The first issue I could see, back then, was that as circumstances changed, and as the dynamic of capitalist accumulation and innovation unfolded, there had to be a constant progressive political project to protect, renew and adapt the material systems of social solidarity. This was particularly urgent in the UK in the 1990s after nearly two decades of Thatcherite erosion of social solidarity. At the same time it was not always the case that a bigger public sector and a smaller private sector was a good thing. It seemed to me that the art of modern progressive politics in liberal democracies was all about building a strong consensus, and a successful electoral bloc, that could protect, enhance and where necessary reform public sector services, defend and renew the fabric of civil society, and at the same time allow a dynamic wealth creating private sector of capitalist enterprise to flourish. Because of this view of what the progressive project was I embraced New Labour when it arrived as the best way forward at the time.

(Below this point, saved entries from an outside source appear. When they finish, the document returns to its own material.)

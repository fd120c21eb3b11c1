pub mod contradictions;
pub mod frameworks;
pub mod insights;
pub mod segmenter;
pub mod timestamps;
pub mod topics;

pub use contradictions::*;
pub use frameworks::*;
pub use insights::*;
pub use segmenter::*;
pub use timestamps::*;
pub use topics::*;
use std::collections::HashMap;

use tracing::debug;

use crate::models::{FrameworkConfig, FrameworkOccurrence, FrameworkSummary, Transcript};
use crate::rules::{FrameworkRule, TextMatcher, FRAMEWORKS};
use crate::text::{char_len, split_sentences};

/// Detect every framework mentioned in one transcript, in rule table order
pub fn detect_frameworks(transcript: &Transcript, config: &FrameworkConfig) -> Vec<FrameworkOccurrence> {
    let text = transcript.transcript.as_str();
    let sentences = split_sentences(text);

    FRAMEWORKS
        .iter()
        .filter_map(|rule| detect_rule(rule, transcript, &sentences, config))
        .collect()
}

fn detect_rule(
    rule: &FrameworkRule,
    transcript: &Transcript,
    sentences: &[&str],
    config: &FrameworkConfig,
) -> Option<FrameworkOccurrence> {
    let text = transcript.transcript.as_str();
    let pattern = rule.first_matching_pattern(text)?;

    let mentions = pattern.count(text);
    if mentions == 0 {
        return None;
    }

    let contexts = capture_contexts(pattern, sentences, config);
    debug!(
        "{}: {} mentions of {} ({} contexts)",
        transcript.id,
        mentions,
        rule.name,
        contexts.len()
    );

    Some(FrameworkOccurrence {
        name: rule.name.to_string(),
        creator: rule.creator.to_string(),
        description: rule.description.to_string(),
        episode_id: transcript.id.clone(),
        guest: transcript.guest.clone(),
        title: transcript.title.clone(),
        mentions,
        contexts,
    })
}

/// Surrounding-sentence excerpts for each sentence the pattern matches
fn capture_contexts(
    pattern: &dyn TextMatcher,
    sentences: &[&str],
    config: &FrameworkConfig,
) -> Vec<String> {
    let mut contexts = Vec::new();

    for (i, sentence) in sentences.iter().enumerate() {
        if contexts.len() >= config.max_contexts {
            break;
        }
        if !pattern.is_match(sentence) {
            continue;
        }

        let start = i.saturating_sub(config.sentences_before);
        let end = (i + config.sentences_after + 1).min(sentences.len());
        let context = sentences[start..end].join(" ");

        if char_len(&context) > config.min_context_chars {
            contexts.push(context);
        }
    }

    contexts
}

/// Group occurrences by framework name.
///
/// Summaries keep the first-seen metadata and are sorted by total mentions,
/// highest first. Equal totals keep first-seen order.
pub fn aggregate_frameworks(occurrences: Vec<FrameworkOccurrence>) -> Vec<FrameworkSummary> {
    let mut summaries: Vec<FrameworkSummary> = Vec::new();
    let mut index: HashMap<String, usize> = HashMap::new();

    for occurrence in occurrences {
        let slot = match index.get(&occurrence.name) {
            Some(&slot) => slot,
            None => {
                summaries.push(FrameworkSummary::from_occurrence(&occurrence));
                index.insert(occurrence.name.clone(), summaries.len() - 1);
                summaries.len() - 1
            }
        };
        summaries[slot].absorb(occurrence);
    }

    summaries.sort_by(|a, b| b.total_mentions.cmp(&a.total_mentions));
    summaries
}

/// Detect and aggregate frameworks across the whole corpus
pub fn extract_frameworks(transcripts: &[Transcript], config: &FrameworkConfig) -> Vec<FrameworkSummary> {
    let occurrences = transcripts
        .iter()
        .flat_map(|t| detect_frameworks(t, config))
        .collect();
    aggregate_frameworks(occurrences)
}

#[cfg(test)]
mod tests {
    use super::*;

    fn transcript(id: &str, guest: &str, text: &str) -> Transcript {
        Transcript {
            id: id.to_string(),
            guest: guest.to_string(),
            title: format!("{} episode", guest),
            transcript: text.to_string(),
            ..Default::default()
        }
    }

    #[test]
    fn test_lno_framework_detected_with_context() {
        let t = transcript(
            "shreyas",
            "Shreyas Doshi",
            "I was drowning in work last year. Then the LNO framework helped me prioritize. \
             Now I spend my best hours on leverage tasks.",
        );

        let occurrences = detect_frameworks(&t, &FrameworkConfig::default());
        let lno = occurrences.iter().find(|o| o.name == "LNO Framework").unwrap();

        assert_eq!(lno.mentions, 1);
        assert_eq!(lno.creator, "Shreyas Doshi");
        assert!(lno.contexts.iter().any(|c| c.contains("LNO")));
    }

    #[test]
    fn test_context_window_is_one_before_two_after() {
        let t = transcript(
            "ep",
            "Guest",
            "Zero sentence here. One sentence here. We ran a pre-mortem on it. \
             Three sentence here. Four sentence here. Five sentence here.",
        );

        let occurrences = detect_frameworks(&t, &FrameworkConfig::default());
        let premortem = occurrences.iter().find(|o| o.name == "Pre-mortem").unwrap();

        assert_eq!(
            premortem.contexts,
            vec!["One sentence here. We ran a pre-mortem on it. Three sentence here. Four sentence here."]
        );
    }

    #[test]
    fn test_short_contexts_dropped_but_mentions_counted() {
        let t = transcript("ep", "Guest", "Pre-mortem.");

        let occurrences = detect_frameworks(&t, &FrameworkConfig::default());
        let premortem = occurrences.iter().find(|o| o.name == "Pre-mortem").unwrap();

        assert_eq!(premortem.mentions, 1);
        assert!(premortem.contexts.is_empty());
    }

    #[test]
    fn test_mentions_use_raw_match_count_and_contexts_capped() {
        let sentence = "Founder mode is about founder mode, and honestly founder mode is everything to us. ";
        let t = transcript("ep", "Brian Chesky", &sentence.repeat(5));

        let occurrences = detect_frameworks(&t, &FrameworkConfig::default());
        let founder = occurrences.iter().find(|o| o.name == "Founder Mode").unwrap();

        assert_eq!(founder.mentions, 15);
        assert_eq!(founder.contexts.len(), 3);
    }

    #[test]
    fn test_first_pattern_wins() {
        // Both 11-star patterns appear; only the first is counted
        let t = transcript(
            "ep",
            "Brian Chesky",
            "Think about an 11-star experience. A seven-star experience is also fun to imagine.",
        );

        let occurrences = detect_frameworks(&t, &FrameworkConfig::default());
        let eleven = occurrences.iter().find(|o| o.name == "11-Star Experience").unwrap();

        assert_eq!(eleven.mentions, 1);
    }

    #[test]
    fn test_aggregation_sorted_with_stable_ties() {
        let corpus = vec![
            transcript("a", "Guest A", "We use a north star. Also we do a pre-mortem every launch."),
            transcript("b", "Guest B", "Our PLG motion works. Pre-mortem again. And a pre-mortem later."),
        ];

        let summaries = extract_frameworks(&corpus, &FrameworkConfig::default());
        let names: Vec<&str> = summaries.iter().map(|s| s.name.as_str()).collect();

        // Pre-mortem: 3. Then the ties at 1 in first-seen order:
        // North Star (a), Product-Led Growth (b).
        assert_eq!(names, vec!["Pre-mortem", "North Star Metric", "Product-Led Growth"]);
        assert_eq!(summaries[0].total_mentions, 3);
        assert_eq!(summaries[0].guest_names(), vec!["Guest A", "Guest B"]);
        assert_eq!(summaries[0].episodes[1].mentions, 2);
    }

    #[test]
    fn test_aggregation_is_deterministic() {
        let corpus = vec![
            transcript("a", "Guest A", "Jobs to be done matters. We use a north star metric daily."),
            transcript("b", "Guest B", "JTBD interviews every week help. Our north star is retention."),
        ];
        let config = FrameworkConfig::default();

        let first = serde_json::to_string(&extract_frameworks(&corpus, &config)).unwrap();
        let second = serde_json::to_string(&extract_frameworks(&corpus, &config)).unwrap();

        assert_eq!(first, second);
    }
}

The second big issue was that all existing models of liberal democracy were built inside nation states but clearly capital was not restricted to operating just within nations and the dynamics of capitalist accumulation operated in a global arena. The 1990s marked a period when the international dynamic of capitalist accumulation seemed to accelerate sharply. The collapse of the communist east, the signing of the various world trade deals and the rapid emergence of a dynamic capitalist economy in China (and to a lesser extent in other emerging economies) all meant the global system of capitalism moved up a notch. Technical innovations such as the adoption of containerised shipping and the internet all helped deepen global economic integration and the global arena of capitalist accumulation. At the same time the various neoliberal reforms of the 1980s, most importantly the removing of restrictions on international capital flows, meant that a very complex and dynamic system of international finance and trade had developed. All these developments made the notion of trying to manage capitalism by just using national policy tools very problematic.

Europe moves centre stage

Just as communism was collapsing I started to work full time in the political system on European projects. It was an exciting time to be inside the European system as the project of European collaboration and integration was taking a momentous step forwards with the Treaty of Maastricht and the creation of the European Union.

Back in the early 1970s, flush with my post 1968 red hot super radical ultra-leftism, I was a simple uncomplicated internationalist. I felt part of a world wide movement of revolutionaries making a new world. Radical leftists everywhere were my comrades and it was this imagined international community that I felt a profound link with and not the imagined community of the nation. National borders meant little to me, the trappings of national identity seemed farcical. I thought all the paraphernalia, myths and rituals of the nation were just a joke (except of course those associated with anti-imperialist struggles of national liberation). My allegiance was to the red flag and not the Union Jake. I thought (laughably in retrospect) that as time passed nationalism and patriotism, along with absurdities like religion, would just fade away.

The only time the issue of Europe and the European Community (as it was called back then) intruded in my early political life was during the referendum on UK membership in 1975. At the time most of the Left was opposed to membership but I decided to vote Yes instead. I did so because, without thinking too deeply about it, it seemed obvious to me that capitalism was already international and operated increasingly without borders. It was clear that the international operations of capitalism were almost certainly likely to increase and that as a result the ability of any one national government to control capitalism was going to become increasingly problematic. If capitalism was increasingly international then government needed to be increasingly international as well. This chimed nicely with my internationalism. Even after I stopped being a socialist I still felt very committed to internationalism and wary of (but less hostile towards) national identity and patriotism.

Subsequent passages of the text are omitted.